> _Your goal_: Would you restate the entries below word for word, starting at the first line and ending with the one that has "use crate::projection::ProjectionMatrix;"?

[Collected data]
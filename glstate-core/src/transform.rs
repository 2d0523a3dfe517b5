/// Transformation state: model, projection and derived model-view-projection
use log::trace;

use crate::error::TransformError;
use crate::matrix::{Matrix, ModelMatrix, Scalar};
use crate::projection::ProjectionMatrix;
use crate::stack::GraphicsState;

const LOCAL_PROJECTION: &str = "local projection";
const LOCAL_MODEL_VIEW: &str = "local model-view";
const LOCAL_MODEL_VIEW_PROJECTION: &str = "local model-view-projection";

/// Content of the model-view-projection slot
#[derive(Debug, Clone, PartialEq)]
enum ModelViewProjection<T: Scalar> {
    /// Computed from the projection and model-view; dropped when either changes
    Derived(ModelMatrix<T>),
    /// Set by the caller; kept until cleared or replaced
    Assigned(ModelMatrix<T>),
}

impl<T: Scalar> ModelViewProjection<T> {
    fn matrix(&self) -> &ModelMatrix<T> {
        match self {
            ModelViewProjection::Derived(matrix) | ModelViewProjection::Assigned(matrix) => matrix,
        }
    }
}

/// State tracking the transformation of a rendered object.
///
/// The local model matrix is created lazily on first access. The
/// model-view-projection matrix is derived from the local projection and the
/// local model-view on first read and cached until one of them is set again;
/// a value assigned through [`set_local_model_view_projection`] is never
/// replaced by derivation.
///
/// [`set_local_model_view_projection`]: TransformState::set_local_model_view_projection
#[derive(Debug, Clone, PartialEq)]
pub struct TransformState<T: Scalar> {
    local_model: Option<ModelMatrix<T>>,
    local_projection: Option<ProjectionMatrix<T>>,
    local_model_view: Option<ModelMatrix<T>>,
    local_model_view_projection: Option<ModelViewProjection<T>>,
}

/// Transform state in single precision
pub type TransformStateSingle = TransformState<f32>;

/// Transform state in double precision
pub type TransformStateDouble = TransformState<f64>;

impl<T: Scalar> TransformState<T> {
    pub fn new() -> Self {
        Self {
            local_model: None,
            local_projection: None,
            local_model_view: None,
            local_model_view_projection: None,
        }
    }

    /// The local model matrix (object space to parent space), created as
    /// identity on first access.
    pub fn local_model(&mut self) -> &mut ModelMatrix<T> {
        self.local_model.get_or_insert_with(ModelMatrix::identity)
    }

    /// Whether the local model matrix exists, without creating it.
    pub fn has_local_model(&self) -> bool {
        self.local_model.is_some()
    }

    pub fn local_projection(&self) -> Option<&ProjectionMatrix<T>> {
        self.local_projection.as_ref()
    }

    pub fn has_local_projection(&self) -> bool {
        self.local_projection.is_some()
    }

    /// Set (a copy of) the local projection, or clear it with `None`.
    ///
    /// Fails without modifying the state if `value` is not a projection
    /// matrix of this state's precision.
    pub fn set_local_projection(&mut self, value: Option<&Matrix>) -> Result<(), TransformError> {
        self.local_projection = value
            .map(|matrix| matrix.try_projection(LOCAL_PROJECTION))
            .transpose()?;
        self.discard_derived();
        Ok(())
    }

    pub fn local_model_view(&self) -> Option<&ModelMatrix<T>> {
        self.local_model_view.as_ref()
    }

    pub fn has_local_model_view(&self) -> bool {
        self.local_model_view.is_some()
    }

    /// Set (a copy of) the local model-view, or clear it with `None`.
    pub fn set_local_model_view(&mut self, value: Option<&Matrix>) -> Result<(), TransformError> {
        self.local_model_view = value
            .map(|matrix| matrix.try_model(LOCAL_MODEL_VIEW))
            .transpose()?;
        self.discard_derived();
        Ok(())
    }

    /// The local model-view-projection matrix.
    ///
    /// Returns the assigned or cached value if there is one; otherwise computes
    /// `projection × model-view`, caches it and returns it.
    pub fn local_model_view_projection(&mut self) -> Result<&ModelMatrix<T>, TransformError> {
        let model_view_projection = match self.local_model_view_projection.take() {
            Some(model_view_projection) => model_view_projection,
            None => ModelViewProjection::Derived(self.derive_model_view_projection()?),
        };

        Ok(self
            .local_model_view_projection
            .insert(model_view_projection)
            .matrix())
    }

    /// The model-view-projection matrix if one is assigned or cached,
    /// without deriving it.
    pub fn cached_local_model_view_projection(&self) -> Option<&ModelMatrix<T>> {
        self.local_model_view_projection
            .as_ref()
            .map(ModelViewProjection::matrix)
    }

    /// Assign (a copy of) the model-view-projection, or clear it with `None`.
    pub fn set_local_model_view_projection(
        &mut self,
        value: Option<&Matrix>,
    ) -> Result<(), TransformError> {
        self.local_model_view_projection = value
            .map(|matrix| matrix.try_model(LOCAL_MODEL_VIEW_PROJECTION))
            .transpose()?
            .map(ModelViewProjection::Assigned);
        Ok(())
    }

    /// Drop the model-view-projection matrix, assigned or derived.
    pub fn clear_local_model_view_projection(&mut self) {
        self.local_model_view_projection = None;
    }

    /// Copy this state so the copy and the original can be changed
    /// independently. The copy always has a local model matrix.
    pub fn push(&self) -> Self {
        let mut copied = self.clone();
        copied.local_model = Some(self.local_model.clone().unwrap_or_default());
        trace!(
            "pushed transform state (model: {}, projection: {}, model-view: {})",
            self.has_local_model(),
            self.has_local_projection(),
            self.has_local_model_view()
        );
        copied
    }

    fn derive_model_view_projection(&self) -> Result<ModelMatrix<T>, TransformError> {
        let projection = self
            .local_projection
            .as_ref()
            .ok_or(TransformError::MissingPrerequisite {
                slot: LOCAL_MODEL_VIEW_PROJECTION,
                missing: LOCAL_PROJECTION,
            })?;
        let model_view = self
            .local_model_view
            .as_ref()
            .ok_or(TransformError::MissingPrerequisite {
                slot: LOCAL_MODEL_VIEW_PROJECTION,
                missing: LOCAL_MODEL_VIEW,
            })?;

        trace!("deriving {}", LOCAL_MODEL_VIEW_PROJECTION);
        Ok(projection.multiply(model_view))
    }

    fn discard_derived(&mut self) {
        if let Some(ModelViewProjection::Derived(_)) = self.local_model_view_projection {
            self.local_model_view_projection = None;
        }
    }
}

impl<T: Scalar> Default for TransformState<T> {
    fn default() -> Self {
        Self::new()
    }
}

impl<T: Scalar> GraphicsState for TransformState<T> {
    fn push(&self) -> Self {
        TransformState::push(self)
    }
}

#[cfg(test)]
mod tests {
    use super::*;
    use crate::matrix::{MatrixType, Precision};
    use nalgebra::Matrix4;

    fn projection(matrix: ProjectionMatrix<f64>) -> Matrix {
        Matrix::from(matrix)
    }

    fn model(matrix: ModelMatrix<f64>) -> Matrix {
        Matrix::from(matrix)
    }

    #[test]
    fn test_local_model_is_lazy() {
        let mut state = TransformStateDouble::new();
        assert!(!state.has_local_model());

        let first: *const ModelMatrix<f64> = state.local_model();
        assert!(state.has_local_model());
        assert!((state.local_model().as_matrix() - Matrix4::identity()).norm() < 1e-12);

        let second: *const ModelMatrix<f64> = state.local_model();
        assert!(std::ptr::eq(first, second));
    }

    #[test]
    fn test_local_model_keeps_mutations() {
        let mut state = TransformStateSingle::default();
        state.local_model().translate(0.0, 2.0, 0.0);
        assert!((state.local_model().position().y - 2.0).abs() < 1e-6);
    }

    #[test]
    fn test_projection_type_mismatch() {
        let mut state = TransformStateDouble::new();

        let single = Matrix::from(ProjectionMatrix::<f32>::identity());
        assert_eq!(
            state.set_local_projection(Some(&single)),
            Err(TransformError::TypeMismatch {
                slot: "local projection",
                expected: MatrixType::projection(Precision::Double),
                found: MatrixType::projection(Precision::Single),
            })
        );

        let wrong_kind = model(ModelMatrix::identity());
        assert!(state.set_local_projection(Some(&wrong_kind)).is_err());
        assert!(!state.has_local_projection());
    }

    #[test]
    fn test_failed_assignment_keeps_previous_value() {
        let mut state = TransformStateDouble::new();
        let view = model(ModelMatrix::from_translation(0.0, 0.0, -5.0));
        state.set_local_model_view(Some(&view)).unwrap();

        let wrong_kind = projection(ProjectionMatrix::identity());
        assert!(state.set_local_model_view(Some(&wrong_kind)).is_err());
        assert_eq!(
            state.local_model_view(),
            Some(&ModelMatrix::from_translation(0.0, 0.0, -5.0))
        );
    }

    #[test]
    fn test_projection_clear() {
        let mut state = TransformStateDouble::new();
        state
            .set_local_projection(Some(&projection(ProjectionMatrix::identity())))
            .unwrap();
        assert!(state.has_local_projection());

        state.set_local_projection(None).unwrap();
        assert!(!state.has_local_projection());
        assert!(state.local_projection().is_none());
    }

    #[test]
    fn test_setter_stores_a_copy() {
        let mut state = TransformStateDouble::new();
        let mut source = ModelMatrix::from_translation(1.0, 0.0, 0.0);
        state.set_local_model_view(Some(&model(source.clone()))).unwrap();

        source.translate(5.0, 0.0, 0.0);
        let stored = state.local_model_view().unwrap();
        assert!((stored.position().x - 1.0).abs() < 1e-12);
    }

    #[test]
    fn test_model_view_projection_derivation() {
        let mut state = TransformStateDouble::new();
        let p = ProjectionMatrix::perspective(1.0, 1.5, 0.1, 50.0);
        let v = ModelMatrix::from_translation(0.5, -1.0, -4.0);
        state.set_local_projection(Some(&projection(p.clone()))).unwrap();
        state.set_local_model_view(Some(&model(v.clone()))).unwrap();

        let expected = p.multiply(&v);
        let first: *const ModelMatrix<f64> = {
            let mvp = state.local_model_view_projection().unwrap();
            assert!((mvp.as_matrix() - expected.as_matrix()).norm() < 1e-12);
            mvp
        };
        let second: *const ModelMatrix<f64> = state.local_model_view_projection().unwrap();
        assert!(std::ptr::eq(first, second));
    }

    #[test]
    fn test_identity_projection_example() {
        let mut state = TransformStateDouble::new();
        state
            .set_local_projection(Some(&projection(ProjectionMatrix::new(Matrix4::identity()))))
            .unwrap();
        state
            .set_local_model_view(Some(&model(ModelMatrix::from_translation(1.0, 0.0, 0.0))))
            .unwrap();

        let mvp = state.local_model_view_projection().unwrap();
        let translate = ModelMatrix::<f64>::from_translation(1.0, 0.0, 0.0);
        assert!((mvp.as_matrix() - translate.as_matrix()).norm() < 1e-12);
    }

    #[test]
    fn test_model_view_projection_missing_prerequisite() {
        let mut state = TransformStateDouble::new();
        state
            .set_local_projection(Some(&projection(ProjectionMatrix::identity())))
            .unwrap();
        assert_eq!(
            state.local_model_view_projection(),
            Err(TransformError::MissingPrerequisite {
                slot: "local model-view-projection",
                missing: "local model-view",
            })
        );

        let mut state = TransformStateDouble::new();
        state
            .set_local_model_view(Some(&model(ModelMatrix::identity())))
            .unwrap();
        assert_eq!(
            state.local_model_view_projection(),
            Err(TransformError::MissingPrerequisite {
                slot: "local model-view-projection",
                missing: "local projection",
            })
        );
        assert!(state.cached_local_model_view_projection().is_none());
    }

    #[test]
    fn test_derived_value_follows_inputs() {
        let mut state = TransformStateDouble::new();
        state
            .set_local_projection(Some(&projection(ProjectionMatrix::identity())))
            .unwrap();
        state
            .set_local_model_view(Some(&model(ModelMatrix::identity())))
            .unwrap();
        state.local_model_view_projection().unwrap();

        state
            .set_local_model_view(Some(&model(ModelMatrix::from_translation(0.0, 3.0, 0.0))))
            .unwrap();
        assert!(state.cached_local_model_view_projection().is_none());

        let mvp = state.local_model_view_projection().unwrap();
        assert!((mvp.position().y - 3.0).abs() < 1e-12);
    }

    #[test]
    fn test_assigned_value_survives_input_changes() {
        let mut state = TransformStateDouble::new();
        let assigned = ModelMatrix::from_translation(9.0, 9.0, 9.0);
        state
            .set_local_model_view_projection(Some(&model(assigned.clone())))
            .unwrap();

        // No inputs are needed once a value is assigned
        assert_eq!(state.local_model_view_projection(), Ok(&assigned));

        state
            .set_local_projection(Some(&projection(ProjectionMatrix::identity())))
            .unwrap();
        assert_eq!(state.cached_local_model_view_projection(), Some(&assigned));

        state.clear_local_model_view_projection();
        assert!(state.local_model_view_projection().is_err());
    }

    #[test]
    fn test_model_view_projection_type_mismatch() {
        let mut state = TransformStateSingle::new();
        let double = model(ModelMatrix::identity());
        assert!(matches!(
            state.set_local_model_view_projection(Some(&double)),
            Err(TransformError::TypeMismatch { .. })
        ));
    }

    #[test]
    fn test_push_copies_are_independent() {
        let mut original = TransformStateDouble::new();
        original.local_model().translate(1.0, 0.0, 0.0);
        original
            .set_local_projection(Some(&projection(ProjectionMatrix::identity())))
            .unwrap();

        let mut copy = original.push();
        assert!(!std::ptr::eq(original.local_model(), copy.local_model()));

        copy.local_model().translate(0.0, 1.0, 0.0);
        assert!((original.local_model().position().y).abs() < 1e-12);
        assert!((copy.local_model().position().y - 1.0).abs() < 1e-12);

        original.local_model().scale(2.0, 2.0, 2.0);
        assert!((copy.local_model().as_matrix()[(0, 0)] - 1.0).abs() < 1e-12);
        assert!(copy.has_local_projection());
    }

    #[test]
    fn test_push_materializes_local_model() {
        let original = TransformStateDouble::new();
        let copy = original.push();
        assert!(!original.has_local_model());
        assert!(copy.has_local_model());
    }
}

> _Response area_:
filename glstate-core/src/transform.rs
repository 2d0523a3dfe517b5
/// Transformation state: model, projection and derived model-view-projection
use log::trace;

use crate::error::TransformError;
use crate::matrix::{Matrix, ModelMatrix, Scalar};
use crate::projection::ProjectionMatrix;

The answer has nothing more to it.